Saved entries:

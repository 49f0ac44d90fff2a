pub mod diagnostics;
pub mod error;
pub mod health;
pub mod routes;
pub mod stops;
pub mod vehicles;
pub mod ws;

pub use error::ErrorResponse;

use std::sync::Arc;

use utoipa::OpenApi;

use crate::sync::{AtlasHandle, Broadcaster, StateStore, TickStatsStore};

/// Shared read-side handles for all HTTP handlers. Reads never trigger
/// upstream fetches; they only look at what the background loops produced.
#[derive(Clone)]
pub struct AppState {
    pub atlas: AtlasHandle,
    pub states: StateStore,
    pub stats: TickStatsStore,
    pub broadcaster: Arc<Broadcaster>,
}

impl AppState {
    /// Serving requires either an installed atlas generation or at least
    /// one tracked vehicle; before that, read endpoints answer 503.
    pub async fn is_ready(&self) -> bool {
        if self.atlas.read().await.is_initialized() {
            return true;
        }
        !self.states.read().await.vehicles.is_empty()
    }
}

#[derive(OpenApi)]
#[openapi(
    info(
        title = "Yekaterinburg Tram Monitor",
        description = "Live tram positions enriched with route matching, stop detection, and arrival estimates"
    ),
    tags(
        (name = "routes", description = "Route atlas"),
        (name = "stops", description = "Stop catalog and arrivals"),
        (name = "vehicles", description = "Live vehicle states"),
        (name = "diagnostics", description = "Pipeline internals"),
        (name = "health", description = "Service health")
    )
)]
pub struct ApiDoc;
//! Mailboxes.
use std::{
    fmt,
    sync::{Arc, Mutex, PoisonError, Weak},
};

use crossbeam_queue::SegQueue;

use crate::{receiver::Dispatcher, Message};

struct PortInner {
    queue: SegQueue<Message>,
    receiver: Mutex<Option<Weak<Dispatcher>>>,
}

/// An unbounded, multi-producer mailbox of messages.
///
/// A port is bound to at most one [`Receiver`][crate::Receiver] at a time. Posting never blocks: the message is
/// appended to the queue and the bound receiver, if any, is woken up. Messages posted while no receiver is bound are
/// retained, and delivered once one binds. Ports can also be polled directly with [`pop`][Self::pop].
///
/// `Port` is a cheap, cloneable handle. The port holds only a weak reference to its receiver.
#[derive(Clone)]
pub struct Port {
    inner: Arc<PortInner>,
}

impl Port {
    /// Creates a new, empty port.
    pub fn new() -> Self {
        Self {
            inner: Arc::new(PortInner {
                queue: SegQueue::new(),
                receiver: Mutex::new(None),
            }),
        }
    }

    /// Posts a message to the port.
    pub fn post(&self, message: Message) {
        self.inner.queue.push(message);
        if let Some(dispatcher) = self.bound() {
            dispatcher.notify();
        }
    }

    /// Removes the oldest message from the port, if any.
    pub fn pop(&self) -> Option<Message> {
        self.inner.queue.pop()
    }

    /// Returns the number of messages waiting in the port.
    pub fn len(&self) -> usize {
        self.inner.queue.len()
    }

    /// Returns `true` if no messages are waiting in the port.
    pub fn is_empty(&self) -> bool {
        self.inner.queue.is_empty()
    }

    /// Returns `true` if a live receiver is bound to this port.
    pub fn has_receiver(&self) -> bool {
        self.bound().is_some()
    }

    /// Returns `true` if both handles refer to the same port.
    pub fn same_port(&self, other: &Port) -> bool {
        Arc::ptr_eq(&self.inner, &other.inner)
    }

    fn bound(&self) -> Option<Arc<Dispatcher>> {
        self.inner
            .receiver
            .lock()
            .unwrap_or_else(PoisonError::into_inner)
            .as_ref()
            .and_then(Weak::upgrade)
    }

    /// Binds the dispatcher to this port and wakes it up if messages are already waiting.
    ///
    /// # Panics
    ///
    /// Panics if another live receiver is already bound.
    pub(crate) fn bind(&self, dispatcher: &Arc<Dispatcher>) {
        {
            let mut receiver = self.inner.receiver.lock().unwrap_or_else(PoisonError::into_inner);
            if receiver.as_ref().is_some_and(|existing| existing.strong_count() > 0) {
                panic!("port is already owned by another receiver");
            }
            *receiver = Some(Arc::downgrade(dispatcher));
        }

        if !self.is_empty() {
            dispatcher.notify();
        }
    }

    /// Unbinds the given dispatcher, if it is the one bound to this port.
    pub(crate) fn unbind(&self, dispatcher: &Dispatcher) {
        let mut receiver = self.inner.receiver.lock().unwrap_or_else(PoisonError::into_inner);
        if receiver
            .as_ref()
            .is_some_and(|existing| std::ptr::eq(existing.as_ptr(), dispatcher))
        {
            *receiver = None;
        }
    }
}

impl Default for Port {
    fn default() -> Self {
        Self::new()
    }
}

impl fmt::Debug for Port {
    fn fmt(&self, f: &mut fmt::Formatter<'_>) -> fmt::Result {
        f.debug_struct("Port")
            .field("len", &self.len())
            .field("has_receiver", &self.has_receiver())
            .finish()
    }
}
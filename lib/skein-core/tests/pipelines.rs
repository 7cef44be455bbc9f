use std::{
    collections::HashMap,
    sync::{
        atomic::{AtomicBool, AtomicUsize, Ordering},
        Arc,
    },
    thread,
    time::{Duration, Instant},
};

use skein_core::{
    connect, watch_chain, Message, Port, Process, ProgressEvent, ProgressMonitor, RuntimeConfiguration, Scheduler,
    TaskId, TaskState, WatchMode,
};

fn scheduler(name: &str) -> Scheduler {
    Scheduler::new(RuntimeConfiguration {
        min_threads: 2,
        max_threads: 8,
        progress_interval_ms: 0,
        thread_name: name.to_string(),
        ..Default::default()
    })
}

fn wait_until(timeout: Duration, mut condition: impl FnMut() -> bool) -> bool {
    let deadline = Instant::now() + timeout;
    while Instant::now() < deadline {
        if condition() {
            return true;
        }
        thread::sleep(Duration::from_millis(1));
    }
    condition()
}

fn drain_events(port: &Port) -> HashMap<TaskId, Vec<ProgressEvent>> {
    let mut events: HashMap<TaskId, Vec<ProgressEvent>> = HashMap::new();
    while let Some(message) = port.pop() {
        if let Some((source, event)) = ProgressEvent::from_message(&message) {
            events.entry(source).or_default().push(event);
        }
    }
    events
}

#[test]
fn every_item_is_processed_exactly_once() {
    const ITEMS: i32 = 1_000;

    let scheduler = scheduler("exactly-once");
    let counter = Arc::new(AtomicUsize::new(0));
    let seen = Arc::new((0..ITEMS).map(|_| AtomicBool::new(false)).collect::<Vec<_>>());

    let process = {
        let counter = Arc::clone(&counter);
        let seen = Arc::clone(&seen);
        Process::builder()
            .scheduler(scheduler.clone())
            .build(move |_: &Process, item: Message| {
                counter.fetch_add(1, Ordering::SeqCst);
                let already = seen[item.get_int("index") as usize].swap(true, Ordering::SeqCst);
                assert!(!already, "item processed twice");
                Ok(())
            })
    };

    process.run();
    let producers = (0..4)
        .map(|p| {
            let process = process.clone();
            thread::spawn(move || {
                for index in (p..ITEMS).step_by(4) {
                    process
                        .enqueue(Message::new_full(0, [("index", index)]))
                        .expect("process accepts work");
                }
            })
        })
        .collect::<Vec<_>>();
    for producer in producers {
        producer.join().expect("producer should not panic");
    }
    process.no_more_work();

    assert!(wait_until(Duration::from_secs(30), || process.is_finished()));
    assert_eq!(counter.load(Ordering::SeqCst), ITEMS as usize);
    assert!(seen.iter().all(|flag| flag.load(Ordering::SeqCst)));

    thread::sleep(Duration::from_millis(20));
    assert_eq!(counter.load(Ordering::SeqCst), ITEMS as usize);
}

#[test]
fn recursion_terminates_at_one_hundred_and_one() {
    for round in 0..5 {
        let scheduler = scheduler("recursion");
        let counter = Arc::new(AtomicUsize::new(0));
        let process = {
            let counter = Arc::clone(&counter);
            Process::builder()
                .scheduler(scheduler.clone())
                .build(move |process: &Process, _: Message| {
                    if counter.load(Ordering::SeqCst) < 50 {
                        process.recurse(Message::new(0));
                        process.recurse(Message::new(0));
                    }
                    counter.fetch_add(1, Ordering::SeqCst);
                    Ok(())
                })
        };

        process.run();
        process.enqueue(Message::new(0)).expect("process accepts work");
        process.no_more_work();

        assert!(wait_until(Duration::from_secs(10), || process.is_finished()), "round {}", round);
        assert_eq!(counter.load(Ordering::SeqCst), 101, "round {}", round);
    }
}

#[test]
fn head_finishes_after_tail() {
    const ITEMS: usize = 200;

    let scheduler = scheduler("forwarding");
    let processed = Arc::new(AtomicUsize::new(0));
    let tail_done_first = Arc::new(AtomicBool::new(false));

    let head = Process::builder()
        .scheduler(scheduler.clone())
        .title("head")
        .build(|process: &Process, item: Message| {
            let mut doubled = item.copy();
            doubled.set_int("value", item.get_int("value") * 2);
            process.forward(doubled);
            Ok(())
        });
    let tail = {
        let processed = Arc::clone(&processed);
        Process::builder()
            .scheduler(scheduler.clone())
            .title("tail")
            .build(move |_: &Process, item: Message| {
                assert_eq!(item.get_int("value") % 2, 0);
                processed.fetch_add(1, Ordering::SeqCst);
                Ok(())
            })
    };
    connect(&head, &tail).expect("processes should connect");

    {
        let tail = tail.clone();
        let tail_done_first = Arc::clone(&tail_done_first);
        head.as_task().add_callback(move |_| {
            tail_done_first.store(tail.as_task().is_finished(), Ordering::SeqCst);
        });
    }

    head.run();
    for value in 0..ITEMS as i32 {
        head.enqueue(Message::new_full(0, [("value", value)]))
            .expect("process accepts work");
    }
    head.no_more_work();

    assert!(wait_until(Duration::from_secs(30), || head.is_finished()));
    assert!(tail.is_finished());
    assert_eq!(processed.load(Ordering::SeqCst), ITEMS);
    assert_eq!(tail.processed_items(), ITEMS);
    assert!(wait_until(Duration::from_secs(10), || tail_done_first.load(Ordering::SeqCst)));
}

#[test]
fn drained_head_waits_for_slow_tail() {
    const ITEMS: usize = 10;

    let scheduler = scheduler("slow-tail");
    let head = Process::builder()
        .scheduler(scheduler.clone())
        .build(|process: &Process, item: Message| {
            process.forward(item);
            Ok(())
        });
    let tail = Process::builder()
        .scheduler(scheduler.clone())
        .build(|_: &Process, _: Message| {
            thread::sleep(Duration::from_millis(20));
            Ok(())
        });
    connect(&head, &tail).expect("processes should connect");

    head.run();
    for i in 0..ITEMS as i32 {
        head.enqueue(Message::new(i)).expect("process accepts work");
    }
    head.no_more_work();

    assert!(wait_until(Duration::from_secs(10), || head.processed_items() == ITEMS));
    thread::sleep(Duration::from_millis(20));
    assert!(tail.processed_items() < ITEMS);
    assert_eq!(head.state(), TaskState::Executing);
    assert!(!head.is_finished());

    assert!(wait_until(Duration::from_secs(10), || head.state() == TaskState::Finished));
    assert_eq!(tail.state(), TaskState::Finished);
    assert_eq!(tail.processed_items(), ITEMS);
}

#[test]
fn canceling_any_process_terminates_the_chain() {
    for victim in 0..3 {
        let scheduler = scheduler("chain-cancel");
        let stages = (0..3)
            .map(|stage| {
                Process::builder()
                    .scheduler(scheduler.clone())
                    .title(format!("stage-{}", stage))
                    .build(|process: &Process, item: Message| {
                        thread::sleep(Duration::from_millis(5));
                        if process.has_successor() {
                            process.forward(item);
                        }
                        Ok(())
                    })
            })
            .collect::<Vec<_>>();
        connect(&stages[0], &stages[1]).expect("processes should connect");
        connect(&stages[1], &stages[2]).expect("processes should connect");

        let port = Port::new();
        assert_eq!(watch_chain(&stages[0], &port, WatchMode::ItemCount), 3);

        stages[0].run();
        for i in 0..100 {
            stages[0].enqueue(Message::new(i)).expect("process accepts work");
        }
        stages[0].no_more_work();
        thread::sleep(Duration::from_millis(20));
        stages[victim].cancel();

        assert!(
            wait_until(Duration::from_secs(10), || stages.iter().all(Process::is_terminal)),
            "victim {}",
            victim
        );
        assert_eq!(stages[victim].state(), TaskState::Canceled);

        // Give any straggling events a chance to show up.
        thread::sleep(Duration::from_millis(50));
        let events = drain_events(&port);
        for stage in &stages {
            let events = events.get(&stage.id()).expect("every stage reports progress");
            let terminal = events
                .iter()
                .position(ProgressEvent::is_terminal)
                .expect("every stage reports a terminal event");
            assert_eq!(terminal, events.len() - 1, "events after terminal for victim {}", victim);
        }
    }
}

#[test]
fn monitor_tracks_a_chain() {
    let scheduler = scheduler("monitor");
    let head = Process::builder()
        .scheduler(scheduler.clone())
        .title("parse")
        .build(|process: &Process, item: Message| {
            process.forward(item);
            Ok(())
        });
    let tail = Process::builder()
        .scheduler(scheduler.clone())
        .title("store")
        .build(|_: &Process, _: Message| Ok(()));
    connect(&head, &tail).expect("processes should connect");

    let mut monitor = ProgressMonitor::new(WatchMode::ItemCount);
    monitor.watch_process_chain(&head);
    assert_eq!(monitor.watches().count(), 2);

    head.run();
    for i in 0..10 {
        head.enqueue(Message::new(i)).expect("process accepts work");
    }
    head.no_more_work();

    assert!(wait_until(Duration::from_secs(10), || {
        monitor.pump();
        monitor.is_finished()
    }));

    let tail_watch = monitor.watch(tail.id()).expect("tail is watched");
    assert!(tail_watch.is_complete());
    assert_eq!(tail_watch.title(), Some("store"));
    assert_eq!(tail_watch.processed_items(), 10);
    assert_eq!(tail_watch.total_items(), 10);
    assert_eq!(tail_watch.fraction(), 1.0);

    // Terminal state is sticky.
    assert_eq!(monitor.pump(), 0);
    assert!(monitor.is_finished());
}

#[test]
fn monitor_cancels_everything_it_watches() {
    let scheduler = scheduler("monitor-cancel");
    let head = Process::builder()
        .scheduler(scheduler.clone())
        .build(|process: &Process, item: Message| {
            thread::sleep(Duration::from_millis(5));
            process.forward(item);
            Ok(())
        });
    let tail = Process::builder()
        .scheduler(scheduler.clone())
        .build(|_: &Process, _: Message| {
            thread::sleep(Duration::from_millis(5));
            Ok(())
        });
    connect(&head, &tail).expect("processes should connect");

    let mut monitor = ProgressMonitor::new(WatchMode::Percentage);
    monitor.watch_process_chain(&head);
    head.run();
    for i in 0..100 {
        head.enqueue(Message::new(i)).expect("process accepts work");
    }

    monitor.cancel();
    assert!(wait_until(Duration::from_secs(10), || {
        monitor.pump();
        monitor.is_finished()
    }));

    assert_eq!(head.state(), TaskState::Canceled);
    assert_eq!(tail.state(), TaskState::Canceled);
    assert!(monitor.watches().all(|watch| watch.is_cancelled() && !watch.is_complete()));
    assert!(head.processed_items() < 100);
}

PROBLEM
In these entries, please give the number of lines holding the string "health" and nothing more.

RESPONSE BOX
2